The addition of sintilimab to chemotherapy significantly improved overall survival over chemotherapy alone when used as a first-line treatment in patients with unresectable, locally advanced, recurrent, or metastatic esophageal squamous cell carcinoma, meeting the primary end point of the phase 3 ORIENT-15 trial.
The addition of sintilimab (Tyvyt) to chemotherapy significantly improved overall survival (OS) over chemotherapy alone when used as a first-line treatment in patients with unresectable, locally advanced, recurrent, or metastatic esophageal squamous cell carcinoma (ESCC), meeting the primary end point of the phase 3 ORIENT-15 trial (NCT03748134).1
The clinically meaningful improvement achieved with sintilimab in combination with cisplatin plus paclitaxel or cisplatin plus 5-fluorouracil over chemotherapy alone was observed regardless of PD-L1 expression status.
Moreover, the toxicity profile of sintilimab observed in the interim analysis conducted by the Independent Data Monitoring Committee proved to be consistent with what had been reported in prior studies with the agent. No additional safety signals were observed.
Results from the study will be shared at an upcoming medical conference, according to Innovent Biologics, Inc.
“Chemotherapy is currently the main treatment for ESCC, and, in recent years, immunotherapy has brought new hope in the treatment of this type of cancer, with some PD-1 inhibitors receiving approval as a second-line treatment for patients with ESCC in China,” Prof. Shen Lin, of Peking University Cancer Hospital and Institute, stated in a press release. “We are encouraged by these interim results of the ORIENT-15 study which demonstrated that sintilimab in combination with chemotherapy prolonged OS in the first-line treatment of patients with ESCC, regardless of PD-L1 status.”

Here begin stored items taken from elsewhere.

//! Wire frames carried over the data channel
//!
//! Text frames are UTF-8 JSON tagged by `kind`:
//! ```text
//! {"kind":"chat","text":"..."}
//! {"kind":"file-meta","itemId":"itm_…","name":"a.txt","type":"text/plain","size":10,"chunkSize":262144,"salt":[…32 ints…]}
//! {"kind":"location", …opaque fields…}
//! ```
//!
//! File chunks are binary frames:
//! ```text
//! [header JSON][0x0A][ciphertext: ciphertextLength bytes]
//! header = {"kind":"file-chunk","itemId":"itm_…","sequenceIndex":0,"iv":[…12 ints…],"ciphertextLength":N}
//! ```
//! Compact JSON escapes newlines inside strings, so the first `0x0A` is
//! always the delimiter.

use bytes::Bytes;
use capsule_core::{CapsuleError, CapsuleResult, ItemId};
use capsule_crypto::{ItemSalt, IV_SIZE};
use serde::{Deserialize, Serialize};
use serde_json::{Map, Value};

/// Separates the chunk header from the ciphertext
pub const HEADER_DELIMITER: u8 = 0x0A;

/// Control and chat frames (text)
#[derive(Debug, Clone, PartialEq, Serialize, Deserialize)]
#[serde(tag = "kind", rename_all = "kebab-case")]
pub enum TextFrame {
    /// Plaintext chat message. Not encrypted at the application layer.
    Chat { text: String },

    /// Announces an item; its chunks follow on binary frames.
    #[serde(rename_all = "camelCase")]
    FileMeta {
        item_id: ItemId,
        name: String,
        #[serde(rename = "type")]
        mime_type: String,
        size: u64,
        chunk_size: u64,
        /// Item salt; the receiver re-derives the item key from it.
        salt: ItemSalt,
    },

    /// Opaque location payload, passed through untouched.
    Location(Map<String, Value>),
}

const KNOWN_TEXT_KINDS: [&str; 3] = ["chat", "file-meta", "location"];

impl TextFrame {
    pub fn kind(&self) -> &'static str {
        match self {
            TextFrame::Chat { .. } => "chat",
            TextFrame::FileMeta { .. } => "file-meta",
            TextFrame::Location(_) => "location",
        }
    }

    pub fn encode(&self) -> CapsuleResult<String> {
        serde_json::to_string(self)
            .map_err(|e| CapsuleError::MalformedFrame(format!("serializing {}: {e}", self.kind())))
    }

    /// Parse a text frame.
    ///
    /// `Ok(None)` means well-formed JSON with a `kind` this side does not
    /// know; callers surface it as unrecognized rather than as an error.
    pub fn decode(text: &str) -> CapsuleResult<Option<Self>> {
        let value: Value = serde_json::from_str(text)
            .map_err(|e| CapsuleError::MalformedFrame(format!("text frame JSON: {e}")))?;
        let kind = value
            .get("kind")
            .and_then(Value::as_str)
            .ok_or_else(|| CapsuleError::MalformedFrame("text frame has no kind".into()))?;

        if kind == "file-chunk" {
            return Err(CapsuleError::MalformedFrame(
                "file-chunk must arrive as a binary frame".into(),
            ));
        }
        if !KNOWN_TEXT_KINDS.contains(&kind) {
            return Ok(None);
        }

        let kind = kind.to_string();
        serde_json::from_value(value)
            .map(Some)
            .map_err(|e| CapsuleError::MalformedFrame(format!("{kind} frame: {e}")))
    }
}

#[derive(Debug, Clone, Copy, PartialEq, Eq, Serialize, Deserialize)]
enum ChunkKind {
    #[serde(rename = "file-chunk")]
    FileChunk,
}

/// Header of a binary chunk frame
#[derive(Debug, Clone, PartialEq, Eq, Serialize, Deserialize)]
#[serde(rename_all = "camelCase")]
pub struct ChunkHeader {
    kind: ChunkKind,
    pub item_id: ItemId,
    pub sequence_index: u64,
    pub iv: [u8; IV_SIZE],
    pub ciphertext_length: u64,
}

impl ChunkHeader {
    pub fn new(item_id: ItemId, sequence_index: u64, iv: [u8; IV_SIZE], ciphertext_length: u64) -> Self {
        Self {
            kind: ChunkKind::FileChunk,
            item_id,
            sequence_index,
            iv,
            ciphertext_length,
        }
    }
}

/// One encrypted chunk as sent on the wire
#[derive(Debug, Clone, PartialEq, Eq)]
pub struct ChunkFrame {
    pub header: ChunkHeader,
    pub ciphertext: Bytes,
}

impl ChunkFrame {
    pub fn new(
        item_id: ItemId,
        sequence_index: u64,
        iv: [u8; IV_SIZE],
        ciphertext: impl Into<Bytes>,
    ) -> Self {
        let ciphertext = ciphertext.into();
        Self {
            header: ChunkHeader::new(item_id, sequence_index, iv, ciphertext.len() as u64),
            ciphertext,
        }
    }

    pub fn encode(&self) -> CapsuleResult<Bytes> {
        let header = serde_json::to_vec(&self.header)
            .map_err(|e| CapsuleError::MalformedFrame(format!("serializing chunk header: {e}")))?;
        let mut out = Vec::with_capacity(header.len() + 1 + self.ciphertext.len());
        out.extend_from_slice(&header);
        out.push(HEADER_DELIMITER);
        out.extend_from_slice(&self.ciphertext);
        Ok(Bytes::from(out))
    }

    /// Split at the first delimiter and check the declared length.
    pub fn decode(frame: &Bytes) -> CapsuleResult<Self> {
        let split = frame
            .iter()
            .position(|&b| b == HEADER_DELIMITER)
            .ok_or_else(|| CapsuleError::MalformedFrame("chunk frame has no header delimiter".into()))?;

        let header: ChunkHeader = serde_json::from_slice(&frame[..split])
            .map_err(|e| CapsuleError::MalformedFrame(format!("chunk header: {e}")))?;
        let ciphertext = frame.slice(split + 1..);

        if header.ciphertext_length != ciphertext.len() as u64 {
            return Err(CapsuleError::MalformedFrame(format!(
                "chunk declares {} ciphertext bytes, carries {}",
                header.ciphertext_length,
                ciphertext.len()
            )));
        }
        Ok(Self { header, ciphertext })
    }
}

#[cfg(test)]
mod tests {
    use super::*;
    use proptest::prelude::*;

    fn iv_1_to_12() -> [u8; IV_SIZE] {
        std::array::from_fn(|i| i as u8 + 1)
    }

    #[test]
    fn chunk_frame_splits_at_first_delimiter() {
        let payload = vec![0x0A, 1, 0x0A, 2, 3];
        let frame = ChunkFrame::new(ItemId::new("X"), 0, iv_1_to_12(), payload.clone());
        let wire = frame.encode().unwrap();

        let decoded = ChunkFrame::decode(&wire).unwrap();
        assert_eq!(decoded.header.item_id.as_str(), "X");
        assert_eq!(decoded.header.sequence_index, 0);
        assert_eq!(decoded.header.iv, iv_1_to_12());
        assert_eq!(decoded.header.ciphertext_length, 5);
        assert_eq!(decoded.ciphertext.as_ref(), payload.as_slice());
    }

    #[test]
    fn chunk_header_wire_shape() {
        let frame = ChunkFrame::new(ItemId::new("itm_abc"), 3, [0u8; IV_SIZE], vec![9u8; 4]);
        let wire = frame.encode().unwrap();
        let split = wire.iter().position(|&b| b == HEADER_DELIMITER).unwrap();
        let json: Value = serde_json::from_slice(&wire[..split]).unwrap();

        assert_eq!(json["kind"], "file-chunk");
        assert_eq!(json["itemId"], "itm_abc");
        assert_eq!(json["sequenceIndex"], 3);
        assert_eq!(json["iv"].as_array().unwrap().len(), 12);
        assert_eq!(json["ciphertextLength"], 4);
    }

    #[test]
    fn chunk_frame_length_mismatch_is_malformed() {
        let mut wire = ChunkFrame::new(ItemId::new("X"), 0, [0u8; IV_SIZE], vec![1u8; 5])
            .encode()
            .unwrap()
            .to_vec();
        wire.pop();

        assert!(matches!(
            ChunkFrame::decode(&Bytes::from(wire)),
            Err(CapsuleError::MalformedFrame(_))
        ));
    }

    #[test]
    fn chunk_frame_without_delimiter_is_malformed() {
        assert!(matches!(
            ChunkFrame::decode(&Bytes::from_static(b"{\"kind\":\"file-chunk\"}")),
            Err(CapsuleError::MalformedFrame(_))
        ));
    }

    #[test]
    fn chunk_header_with_wrong_kind_is_malformed() {
        let wire = Bytes::from_static(
            b"{\"kind\":\"chat\",\"itemId\":\"X\",\"sequenceIndex\":0,\"iv\":[0,0,0,0,0,0,0,0,0,0,0,0],\"ciphertextLength\":0}\n",
        );
        assert!(matches!(
            ChunkFrame::decode(&wire),
            Err(CapsuleError::MalformedFrame(_))
        ));
    }

    #[test]
    fn text_frames_use_kind_tag() {
        let chat = TextFrame::Chat { text: "hi".into() }.encode().unwrap();
        assert_eq!(chat, r#"{"kind":"chat","text":"hi"}"#);

        let meta = TextFrame::FileMeta {
            item_id: ItemId::new("itm_1"),
            name: "a.txt".into(),
            mime_type: "text/plain".into(),
            size: 10,
            chunk_size: 262_144,
            salt: [7u8; 32],
        };
        let json: Value = serde_json::from_str(&meta.encode().unwrap()).unwrap();
        assert_eq!(json["kind"], "file-meta");
        assert_eq!(json["itemId"], "itm_1");
        assert_eq!(json["type"], "text/plain");
        assert_eq!(json["chunkSize"], 262_144);
        assert_eq!(json["salt"].as_array().unwrap().len(), 32);

        assert_eq!(TextFrame::decode(&meta.encode().unwrap()).unwrap(), Some(meta));
    }

    #[test]
    fn location_is_passed_through() {
        let text = r#"{"kind":"location","lat":52.5,"lon":13.4,"label":"here"}"#;
        let Some(TextFrame::Location(fields)) = TextFrame::decode(text).unwrap() else {
            panic!("expected location frame");
        };
        assert_eq!(fields["lat"], 52.5);
        assert_eq!(fields["label"], "here");
        assert!(!fields.contains_key("kind"));
    }

    #[test]
    fn unknown_kind_is_not_an_error() {
        assert_eq!(TextFrame::decode(r#"{"kind":"typing"}"#).unwrap(), None);
    }

    #[test]
    fn malformed_text_frames() {
        for text in [
            "not json",
            r#"{"text":"no kind"}"#,
            r#"{"kind":"chat"}"#,
            r#"{"kind":"file-meta","itemId":"x"}"#,
            r#"{"kind":"file-chunk"}"#,
        ] {
            assert!(
                matches!(TextFrame::decode(text), Err(CapsuleError::MalformedFrame(_))),
                "{text} should be malformed"
            );
        }
    }

    proptest! {
        #[test]
        fn chunk_frame_recovers_payload(
            index in any::<u64>(),
            iv in any::<[u8; IV_SIZE]>(),
            payload in proptest::collection::vec(any::<u8>(), 0..2048),
        ) {
            let frame = ChunkFrame::new(ItemId::new("itm_prop"), index, iv, payload.clone());
            let decoded = ChunkFrame::decode(&frame.encode().unwrap()).unwrap();
            prop_assert_eq!(decoded.header.sequence_index, index);
            prop_assert_eq!(decoded.header.iv, iv);
            prop_assert_eq!(decoded.ciphertext.as_ref(), payload.as_slice());
        }
    }
}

An immunoglobulin G4 monoclonal antibody, sintilimab binds to PD-1 molecules on the surface of T cells and blocks the PD-1/PD-L1 pathway. The agent was designed to reactivate T cells to eliminate cancer cells.
In the global, double-blind, multicenter phase 3 trial, investigators set out to examine sintilimab plus chemotherapy vs placebo plus chemotherapy in the frontline treatment of patients with unresectable, locally advanced, recurrent, or metastatic ESCC.
To be eligible for enrollment, patients needed to have an ECOG performance status of 0 or 1, have at least 1 measurable lesion per RECIST v1.1 criteria, and not be candidates for definitive treatment like definitive chemotherapy and/or surgery.2
If they had ESCC with endoscopy-confirmed near-complete obstruction requiring interventional therapy, post stent implantation in the esophagus or trachea with risk of perforation, received system treatment for advanced or metastatic disease, received a cumulative dose of cisplatin of greater than 300 mg/m2 within 12 months to randomization, or a high risk of hemorrhage or perforations because of tumor invasion in adjacent organs, they were excluded.
At the time of the interim analysis, 659 patients were enrolled to the trial. Study participants were randomized 1:1 to either sintilimab/chemotherapy or chemotherapy.
Sintilimab was given based on weight; those under 60 kg received the agent at 3 mg/kg every 3 weeks on day 1, and those 60 kg or heavier, the agent was 200 mg every 3 weeks. Cisplatin was given at a dose of 75 mg/m2 on day 1 every 3 weeks. Paclitaxel was administered at a dose of 87.5 mg/m2 every 3 weeks on day 1 and day 8 for the first cycle, and 175 mg/m2 every 3 weeks on day 1 after the first cycle. Fluorouracil was given at a daily dose of 800 mg/m2 on days 1 to 5 every 3 weeks.
The primary end points of the trial included OS in all randomized patients and OS in the PD-L1–positive population. Secondary end points include objective response rate, progression-free survival, disease control rate, and duration of response in the overall population and the PD-L1–positive population.
Previously, in China, sintilimab has been approved for the treatment of patients with relapsed or refractory classic Hodgkin lymphoma following 2 lines or later of systemic chemotherapy; for use in combination with pemetrexed and platinum chemotherapy in the frontline treatment of patients with nonsquamous NSCLC; and in combination with gemcitabine and platinum chemotherapy in the frontline treatment of squamous NSCLC.